Induction Dynamics S1.8T Tower Speakers Deliver Impressive Results
Induction Dynamics S1.8T Speaker
The ID S1.8Ts are a full-range, three-way design that uniquely places the dual 8-inch woofers at the top and bottom of the array, flanking a 1.125-inch soft-dome tweeter and 3-inch soft-dome midrange driver. The arrangement helps deliver a balanced, natural response that was evident in my modest room.
Paired with Clarus Crimson speaker cables and Anthem’s Statement D2v pre/pro and beefy P5 amplifier, I was impressed at how much louder and clearer my old turntable played through the S1.8Ts even when the volume knob was lower than usual. Power is not a problem with these monoliths, though I wonder if even better results could be achieved if the speakers included bi-wiring provisions.
Their size at nearly 54 inches tall could relegate them to a dedicated listening room over multipurpose settings. That said, Induction Dynamics takes great care to spruce up a simple yet elegant design, finishing the wood with a dozen layers of piano-black gloss (finishes and colors can be custom-matched to virtually anything). I typically prefer to look at the drivers, but in this case I thought the grille dressed the cabinet nicely.
The S1.8Ts presented not only a broad, detailed soundstage but one that very much captured dimension. Listening to Bob Dylan’s “You’re a Big Girl Now” from Blood on the Tracks on vinyl, the imaging placed Dylan and his musicians with precision, the singer just off center and percussion seemingly a few feet behind him. Gentle acoustic guitars sounded properly (and crisply) weighted in the mix out of the left and right speaker channels.
S1.8T Three-Way Tower Speaker
Weight: 61 lbs
Crossover Type: S4X 4th Order
Crossover Frequencies (Hz): 500 Hz; 3.7 kHz}
Nominal Impedance: 4 Ohms (2.5 Minimum)
Frequency Response (Hz): 36Hz - 20 kHz
Sensitivity (2.83V @ 1M): 90 dB
SPL (1W/1M): 87 dB
Power Handling (Watts): 400 W
Tweeter: 1.125” high-power soft dome
Midrange: 3” Soft dome
Woofer: 2x8” Kevlar cone with coated foam surround
For kicks I put on a distinctly non-audiophile LP of Van Halen’s 5150 and it felt like Eddie Van Halen was right in front of me.

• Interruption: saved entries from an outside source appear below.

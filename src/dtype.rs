//! Declared column types and their canonical names.
//!
//! [`DataType`] is the closed set of representations a column can hold. The
//! canonical lowercase names returned by [`DataType::as_str`] are the values
//! written into a [`crate::type_map::ColumnTypeMap`] and accepted back by the
//! loader, so they double as the on-disk vocabulary of the tool.

use std::{fmt, str::FromStr};

use anyhow::anyhow;
use serde::{Deserialize, Deserializer, Serialize, Serializer, de};

#[derive(Debug, Clone, Copy, PartialEq, Eq, Hash)]
pub enum DataType {
    Int8,
    Int16,
    Int32,
    Int64,
    UInt8,
    UInt16,
    UInt32,
    UInt64,
    Float32,
    Float64,
    String,
    Category,
    Boolean,
    DateTime,
}

/// Coarse grouping used to partition a table before narrowing.
#[derive(Debug, Clone, Copy, PartialEq, Eq, Hash, Serialize, Deserialize)]
#[serde(rename_all = "lowercase")]
pub enum TypeClass {
    Integer,
    Float,
    String,
    Category,
    Boolean,
    DateTime,
}

impl TypeClass {
    pub const ALL: [TypeClass; 6] = [
        TypeClass::Float,
        TypeClass::Integer,
        TypeClass::String,
        TypeClass::Category,
        TypeClass::Boolean,
        TypeClass::DateTime,
    ];

    pub fn as_str(&self) -> &'static str {
        match self {
            TypeClass::Integer => "integer",
            TypeClass::Float => "float",
            TypeClass::String => "string",
            TypeClass::Category => "category",
            TypeClass::Boolean => "boolean",
            TypeClass::DateTime => "datetime",
        }
    }
}

impl fmt::Display for TypeClass {
    fn fmt(&self, f: &mut fmt::Formatter<'_>) -> fmt::Result {
        f.write_str(self.as_str())
    }
}

impl DataType {
    pub fn as_str(&self) -> &'static str {
        match self {
            DataType::Int8 => "int8",
            DataType::Int16 => "int16",
            DataType::Int32 => "int32",
            DataType::Int64 => "int64",
            DataType::UInt8 => "uint8",
            DataType::UInt16 => "uint16",
            DataType::UInt32 => "uint32",
            DataType::UInt64 => "uint64",
            DataType::Float32 => "float32",
            DataType::Float64 => "float64",
            DataType::String => "string",
            DataType::Category => "category",
            DataType::Boolean => "boolean",
            DataType::DateTime => "datetime",
        }
    }

    pub fn variants() -> &'static [&'static str] {
        &[
            "int8", "int16", "int32", "int64", "uint8", "uint16", "uint32", "uint64", "float32",
            "float64", "string", "category", "boolean", "datetime",
        ]
    }

    pub fn class(&self) -> TypeClass {
        match self {
            DataType::Int8
            | DataType::Int16
            | DataType::Int32
            | DataType::Int64
            | DataType::UInt8
            | DataType::UInt16
            | DataType::UInt32
            | DataType::UInt64 => TypeClass::Integer,
            DataType::Float32 | DataType::Float64 => TypeClass::Float,
            DataType::String => TypeClass::String,
            DataType::Category => TypeClass::Category,
            DataType::Boolean => TypeClass::Boolean,
            DataType::DateTime => TypeClass::DateTime,
        }
    }

    /// Bytes per value for fixed-width numeric types.
    pub fn numeric_width(&self) -> Option<usize> {
        match self {
            DataType::Int8 | DataType::UInt8 => Some(1),
            DataType::Int16 | DataType::UInt16 => Some(2),
            DataType::Int32 | DataType::UInt32 | DataType::Float32 => Some(4),
            DataType::Int64 | DataType::UInt64 | DataType::Float64 => Some(8),
            _ => None,
        }
    }
}

impl fmt::Display for DataType {
    fn fmt(&self, f: &mut fmt::Formatter<'_>) -> fmt::Result {
        f.write_str(self.as_str())
    }
}

impl FromStr for DataType {
    type Err = anyhow::Error;

    fn from_str(value: &str) -> Result<Self, Self::Err> {
        let normalized = value.trim().to_ascii_lowercase();
        match normalized.as_str() {
            "int8" | "i8" => Ok(DataType::Int8),
            "int16" | "i16" => Ok(DataType::Int16),
            "int32" | "i32" => Ok(DataType::Int32),
            "int64" | "i64" | "int" | "integer" => Ok(DataType::Int64),
            "uint8" | "u8" => Ok(DataType::UInt8),
            "uint16" | "u16" => Ok(DataType::UInt16),
            "uint32" | "u32" => Ok(DataType::UInt32),
            "uint64" | "u64" => Ok(DataType::UInt64),
            "float32" | "f32" => Ok(DataType::Float32),
            "float64" | "f64" | "float" | "double" => Ok(DataType::Float64),
            "string" | "str" | "text" | "object" => Ok(DataType::String),
            "category" | "categorical" => Ok(DataType::Category),
            "boolean" | "bool" => Ok(DataType::Boolean),
            "datetime" | "datetime64" | "timestamp" | "date" => Ok(DataType::DateTime),
            _ => Err(anyhow!(
                "Unknown column type '{value}'. Supported types: {}",
                DataType::variants().join(", ")
            )),
        }
    }
}

impl Serialize for DataType {
    fn serialize<S>(&self, serializer: S) -> Result<S::Ok, S::Error>
    where
        S: Serializer,
    {
        serializer.serialize_str(self.as_str())
    }
}

impl<'de> Deserialize<'de> for DataType {
    fn deserialize<D>(deserializer: D) -> Result<Self, D::Error>
    where
        D: Deserializer<'de>,
    {
        let token = String::deserialize(deserializer)?;
        DataType::from_str(&token).map_err(|err| de::Error::custom(err.to_string()))
    }
}

#[cfg(test)]
mod tests {
    use super::*;

    #[test]
    fn canonical_names_round_trip_through_from_str() {
        for name in DataType::variants() {
            let parsed = DataType::from_str(name).expect("canonical name parses");
            assert_eq!(parsed.as_str(), *name);
        }
    }

    #[test]
    fn aliases_resolve_to_wide_defaults() {
        assert_eq!(DataType::from_str("Integer").unwrap(), DataType::Int64);
        assert_eq!(DataType::from_str(" double ").unwrap(), DataType::Float64);
        assert_eq!(DataType::from_str("object").unwrap(), DataType::String);
        assert_eq!(DataType::from_str("bool").unwrap(), DataType::Boolean);
    }

    #[test]
    fn unknown_names_list_supported_types() {
        let err = DataType::from_str("int128").unwrap_err();
        assert!(err.to_string().contains("Supported types"));
    }

    #[test]
    fn classes_partition_numeric_widths() {
        assert_eq!(DataType::UInt16.class(), TypeClass::Integer);
        assert_eq!(DataType::Float32.class(), TypeClass::Float);
        assert_eq!(DataType::Category.numeric_width(), None);
        assert_eq!(DataType::Int16.numeric_width(), Some(2));
    }
}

His shredding on “Get Up” sounded extra crunchy, while Sammy Hagar’s piercing vocals were utterly clear and open. Transients ability came through well during a workout of Phish’s frequently pace-changing “Time Turns Elastic,” a track that also underscored the airy authority to the speakers’ vocal delivery.
The Induction Dynamics towers proved just that - dynamic, and effortlessly so (frequency response is rated between 36Hz to 20kHz). They reproduced the dual drumming of Phil Collins and Chester Thompson on Genesis’ “In the Cage” medley of Three Sides Live (on vinyl) with a vigor that I’ve been unable to hear my system previously accomplish.
On the other end of the format spectrum, the speakers maximized both MP3s and high-resolution 24-bit/96kHz files. They brought out a reverberant liveliness to some of Paul Simon’s So Beautiful or So What 24/96 tunes, on the Flamenco-like guitar that begins “Rewrite” and bubbly percussion of “Dazzling Blue,” for instance. On Rush’s Moving Pictures Blu-ray, Geddy Lee’s bass during “YYZ” thundered without definition loss.
What’s impressive is the speakers can do all of that at low listening levels, which makes for an enjoyable evening for parents like me with young children. And that audio quality-hungry demographic is in most CE pros’ wheelhouses right now.